Outras queixas mencionam que a espera prolongada afetava principalmente passageiros brasileiros. Em alguns relatos, os passageiros alegam que não havia sequer água ou comida disponível para compra no local.
Minha mãe, com quase 70 anos, está há 6 horas na fila do controle de passaporte do Aeroporto de Lisboa. Sem comida, sem água, sem banheiro, junto com centenas de outros, incluindo idosos e crianças. Escárnio completo em um aeroporto que se propõe a ser um hub para a AL na UE. pic.twitter.com/IXmf2ywEU4
— Emiliano Abad (@emilianoabad) December 28, 2025
@cnnportugal estamos há mais de 6 horas na fila do controle de passaportes em Lisboa. Um absurdo! Seis horas em pé, sem qualquer suporte, sem comer, sem beber água. As pessoas seguem indignadas. É desumano! pic.twitter.com/CHx2R8EtaH
— jotacê (@jclira91) December 28, 2025
Após 12 horas de voo, tivemos que aguardar mais de 6 horas na fila da imigração para entrar em Portugal, no aeroporto de Lisboa. Sem água, ou comida — sequer havia para comprar.
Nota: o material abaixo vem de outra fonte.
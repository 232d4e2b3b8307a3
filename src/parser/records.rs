// file: src/parser/records.rs
// description: maps CF collection RECORD elements onto Record values
// reference: internal data structures

use crate::error::{PrepError, Result};
use crate::models::Record;
use crate::parser::normalizer::TextNormalizer;
use crate::parser::xml::{ElementLocation, XmlElement};
use std::path::Path;

pub const RECORD_TAG: &str = "RECORD";

const ABSTRACT: &str = "ABSTRACT";
const EXTRACT: &str = "EXTRACT";
const AUTHORS: &str = "AUTHORS";
const MAJOR_SUBJECTS: &str = "MAJORSUBJ";
const MINOR_SUBJECTS: &str = "MINORSUBJ";
const RECORD_NUMBER: &str = "RECORDNUM";
const SOURCE: &str = "SOURCE";
const TITLE: &str = "TITLE";

pub struct RecordParser {
    normalizer: TextNormalizer,
}

impl RecordParser {
    pub fn new() -> Self {
        Self {
            normalizer: TextNormalizer::new(),
        }
    }

    pub fn parse_file(&self, path: &Path) -> Result<Vec<Record>> {
        let root = XmlElement::from_file(path)?;
        self.parse_root(&root, &path.display().to_string())
    }

    pub fn parse_str(&self, content: &str, file: &str) -> Result<Vec<Record>> {
        let root = XmlElement::parse(content, file)?;
        self.parse_root(&root, file)
    }

    pub fn parse_root(&self, root: &XmlElement, file: &str) -> Result<Vec<Record>> {
        root.children_named(RECORD_TAG)
            .enumerate()
            .map(|(i, record)| {
                self.parse_record(record, &ElementLocation::new(file, RECORD_TAG, i + 1))
            })
            .collect()
    }

    pub fn parse_record(
        &self,
        record: &XmlElement,
        location: &ElementLocation<'_>,
    ) -> Result<Record> {
        Ok(Record {
            abstract_text: self.abstract_text(record, location)?,
            authors: self.text_list(record, AUTHORS),
            major_subjects: self.text_list(record, MAJOR_SUBJECTS),
            minor_subjects: self.text_list(record, MINOR_SUBJECTS),
            id: self.record_id(record, location)?,
            source: self.scalar(record, SOURCE, location)?,
            title: self.scalar(record, TITLE, location)?,
        })
    }

    // ABSTRACT wins when both are present.
    fn abstract_text(&self, record: &XmlElement, location: &ElementLocation<'_>) -> Result<String> {
        let (field, element) = match record.child(ABSTRACT) {
            Some(element) => (ABSTRACT, element),
            None => (
                EXTRACT,
                record
                    .child(EXTRACT)
                    .ok_or_else(|| location.missing("ABSTRACT or EXTRACT"))?,
            ),
        };

        let text = self.normalizer.normalize(element.text());
        if text.trim().is_empty() {
            return Err(location.empty(field));
        }

        Ok(text)
    }

    fn record_id(&self, record: &XmlElement, location: &ElementLocation<'_>) -> Result<i64> {
        let raw = self.scalar(record, RECORD_NUMBER, location)?;

        raw.trim().parse::<i64>().map_err(|_| PrepError::InvalidId {
            file: location.file.to_string(),
            index: location.index,
            value: raw,
        })
    }

    fn scalar(
        &self,
        record: &XmlElement,
        field: &str,
        location: &ElementLocation<'_>,
    ) -> Result<String> {
        record
            .child(field)
            .map(|element| self.normalizer.normalize(element.text()))
            .ok_or_else(|| location.missing(field))
    }

    // List entries keep their raw text; elements without text are skipped.
    fn text_list(&self, record: &XmlElement, field: &str) -> Vec<String> {
        match record.child(field) {
            Some(element) => element
                .descendants()
                .into_iter()
                .map(XmlElement::text)
                .filter(|text| !text.is_empty())
                .map(str::to_string)
                .collect(),
            None => Vec::new(),
        }
    }
}

impl Default for RecordParser {
    fn default() -> Self {
        Self::new()
    }
}

#[cfg(test)]
mod tests {
    use super::*;
    use pretty_assertions::assert_eq;

    const COLLECTION: &str = r#"<?xml version="1.0" encoding="UTF-8"?>
<root>
  <RECORD>
    <PAPERNUM>PN74001</PAPERNUM>
    <RECORDNUM>00001 </RECORDNUM>
    <MEDLINENUM>75051687</MEDLINENUM>
    <AUTHORS><AUTHOR>Hoiby-N</AUTHOR><AUTHOR>Jacobsen-L</AUTHOR></AUTHORS>
    <TITLE>Pseudomonas aeruginosa infection in cystic fibrosis.  Relationship
      between mucoid strains.</TITLE>
    <SOURCE>Acta-Paediatr-Scand. 1974 Sep; 63(5): 761-3.</SOURCE>
    <MAJORSUBJ><TOPIC>CYSTIC-FIBROSIS: co</TOPIC><TOPIC>PSEUDOMONAS-AERUGINOSA: im</TOPIC></MAJORSUBJ>
    <MINORSUBJ><TOPIC>ADOLESCENCE</TOPIC></MINORSUBJ>
    <ABSTRACT>The significance of
      mucoid strains was studied.</ABSTRACT>
  </RECORD>
  <RECORD>
    <RECORDNUM>00002</RECORDNUM>
    <TITLE>Second</TITLE>
    <SOURCE>Lancet</SOURCE>
    <EXTRACT>Extract only.</EXTRACT>
  </RECORD>
</root>"#;

    #[test]
    fn test_parse_collection() {
        let parser = RecordParser::new();
        let records = parser.parse_str(COLLECTION, "cf74.xml").unwrap();

        assert_eq!(records.len(), 2);
        assert_eq!(
            records[0],
            Record {
                abstract_text: "The significance of mucoid strains was studied.".to_string(),
                authors: vec!["Hoiby-N".to_string(), "Jacobsen-L".to_string()],
                major_subjects: vec![
                    "CYSTIC-FIBROSIS: co".to_string(),
                    "PSEUDOMONAS-AERUGINOSA: im".to_string()
                ],
                minor_subjects: vec!["ADOLESCENCE".to_string()],
                id: 1,
                source: "Acta-Paediatr-Scand. 1974 Sep; 63(5): 761-3.".to_string(),
                title: "Pseudomonas aeruginosa infection in cystic fibrosis. Relationship between mucoid strains.".to_string(),
            }
        );
    }

    #[test]
    fn test_extract_fallback_and_empty_lists() {
        let parser = RecordParser::new();
        let records = parser.parse_str(COLLECTION, "cf74.xml").unwrap();

        assert_eq!(records[1].abstract_text, "Extract only.");
        assert_eq!(records[1].id, 2);
        assert!(records[1].authors.is_empty());
        assert!(records[1].major_subjects.is_empty());
        assert!(records[1].minor_subjects.is_empty());
    }

    #[test]
    fn test_abstract_preferred_over_extract() {
        let xml = "<root><RECORD><RECORDNUM>3</RECORDNUM><TITLE>t</TITLE><SOURCE>s</SOURCE>\
                   <EXTRACT>from extract</EXTRACT><ABSTRACT>from abstract</ABSTRACT></RECORD></root>";
        let records = RecordParser::new().parse_str(xml, "x.xml").unwrap();

        assert_eq!(records[0].abstract_text, "from abstract");
    }

    #[test]
    fn test_missing_abstract_fails_with_location() {
        let xml = "<root>\
                   <RECORD><RECORDNUM>1</RECORDNUM><TITLE>t</TITLE><SOURCE>s</SOURCE><ABSTRACT>a</ABSTRACT></RECORD>\
                   <RECORD><RECORDNUM>2</RECORDNUM><TITLE>t</TITLE><SOURCE>s</SOURCE></RECORD>\
                   </root>";
        let err = RecordParser::new().parse_str(xml, "cf75.xml").unwrap_err();

        match err {
            PrepError::MissingField { file, index, .. } => {
                assert_eq!(file, "cf75.xml");
                assert_eq!(index, 2);
            }
            other => panic!("unexpected error: {other}"),
        }
    }

    #[test]
    fn test_blank_abstract_fails() {
        let xml = "<root><RECORD><RECORDNUM>1</RECORDNUM><TITLE>t</TITLE><SOURCE>s</SOURCE>\
                   <ABSTRACT>   </ABSTRACT></RECORD></root>";
        let err = RecordParser::new().parse_str(xml, "x.xml").unwrap_err();

        assert!(matches!(err, PrepError::EmptyField { .. }));
    }

    #[test]
    fn test_non_numeric_id_fails() {
        let xml = "<root><RECORD><RECORDNUM>12a</RECORDNUM><TITLE>t</TITLE><SOURCE>s</SOURCE>\
                   <ABSTRACT>a</ABSTRACT></RECORD></root>";
        let err = RecordParser::new().parse_str(xml, "x.xml").unwrap_err();

        assert!(matches!(err, PrepError::InvalidId { ref value, .. } if value == "12a"));
    }

    #[test]
    fn test_edge_whitespace_kept_as_single_space() {
        let xml = "<root><RECORD><RECORDNUM>\n 7 \n</RECORDNUM>\
                   <TITLE>\n  Lung function\n</TITLE><SOURCE>Lancet</SOURCE>\
                   <ABSTRACT>Measured. </ABSTRACT></RECORD></root>";
        let records = RecordParser::new().parse_str(xml, "x.xml").unwrap();

        assert_eq!(records[0].id, 7);
        assert_eq!(records[0].title, " Lung function ");
        assert_eq!(records[0].abstract_text, "Measured. ");
        assert_eq!(records[0].source, "Lancet");
    }

    #[test]
    fn test_list_entries_keep_raw_text() {
        let xml = "<root><RECORD><RECORDNUM>1</RECORDNUM><TITLE>t</TITLE><SOURCE>s</SOURCE>\
                   <AUTHORS><AUTHOR>Smith  J</AUTHOR><AUTHOR/><AUTHOR>Doe-A</AUTHOR></AUTHORS>\
                   <ABSTRACT>a</ABSTRACT></RECORD></root>";
        let records = RecordParser::new().parse_str(xml, "x.xml").unwrap();

        assert_eq!(
            records[0].authors,
            vec!["Smith  J".to_string(), "Doe-A".to_string()]
        );
    }

    #[test]
    fn test_missing_title_fails() {
        let xml = "<root><RECORD><RECORDNUM>1</RECORDNUM><SOURCE>s</SOURCE>\
                   <ABSTRACT>a</ABSTRACT></RECORD></root>";
        let err = RecordParser::new().parse_str(xml, "x.xml").unwrap_err();

        assert!(matches!(err, PrepError::MissingField { ref field, .. } if field == "TITLE"));
    }
}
E um detalhe grave: a espera era praticamente exclusiva para brasileiros. Fujam de Portugal. pic.twitter.com/7kHt7UfqsM— Felipe Guinsani (@FGuinsani) December 28, 2025
4 horas de fila para entrar na fronteira no aeroporto de Lisboa… pessoas deitadas com crianças, outros a gritar e a filmar
— Catarina (@cmlisbonspotter) December 28, 2025
Aeroporto Reconhece Dificuldades no Controle de Fronteiras
O governo português já havia reconhecido dificuldades no controle de fronteiras do aeroporto de Lisboa. A ministra da Administração Interna, Maria Lúcia Amaral, admitiu em audiência no Parlamento, em dezembro, que a introdução do novo sistema europeu de entradas e saídas apresentou falhas e que a força-tarefa criada para reduzir os tempos de espera não atingiu os objetivos.
Segundo a ministra, as esperas médias atingem três horas, com picos de até seis horas, impactando negativamente a imagem e a economia do país. Ela também relatou queixas de agentes do setor de turismo devido aos problemas enfrentados no aeroporto.
Entenda o Novo Sistema de Controle de Fronteiras
O novo sistema de fronteiras está relacionado à implementação do Sistema de Entradas e Saídas (EES) do Espaço Schengen, que substitui os carimbos manuais nos passaportes por um registro eletrônico centralizado. O sistema passou a ser aplicado formalmente em outubro e, em dezembro, entrou em uma segunda fase com coleta de dados biométricos.
A ministra da Administração Interna atribuiu as falhas na implementação do novo sistema à falta de coordenação, carência de agentes e Problemas na infraestrutura tecnológica. Ela informou que o aeroporto opera com um número insuficiente de profissionais e que nem todas as cabines de controle estão em pleno funcionamento, além de relatar falhas nos servidores informáticos.
Apesar das medidas adotadas, como a criação de uma força-tarefa e de uma “sala de crise”, a ministra reconheceu que as metas de tempo de espera não foram alcançadas, ultrapassando o objetivo inicial de limitar a espera a 40 minutos nas chegadas.
Contexto
As longas filas e a falta de assistência no aeroporto de Lisboa, especialmente para brasileiros, geram preocupação quanto à experiência dos turistas e viajantes, podendo afetar a imagem do país como destino turístico e impactar negativamente o setor de turismo.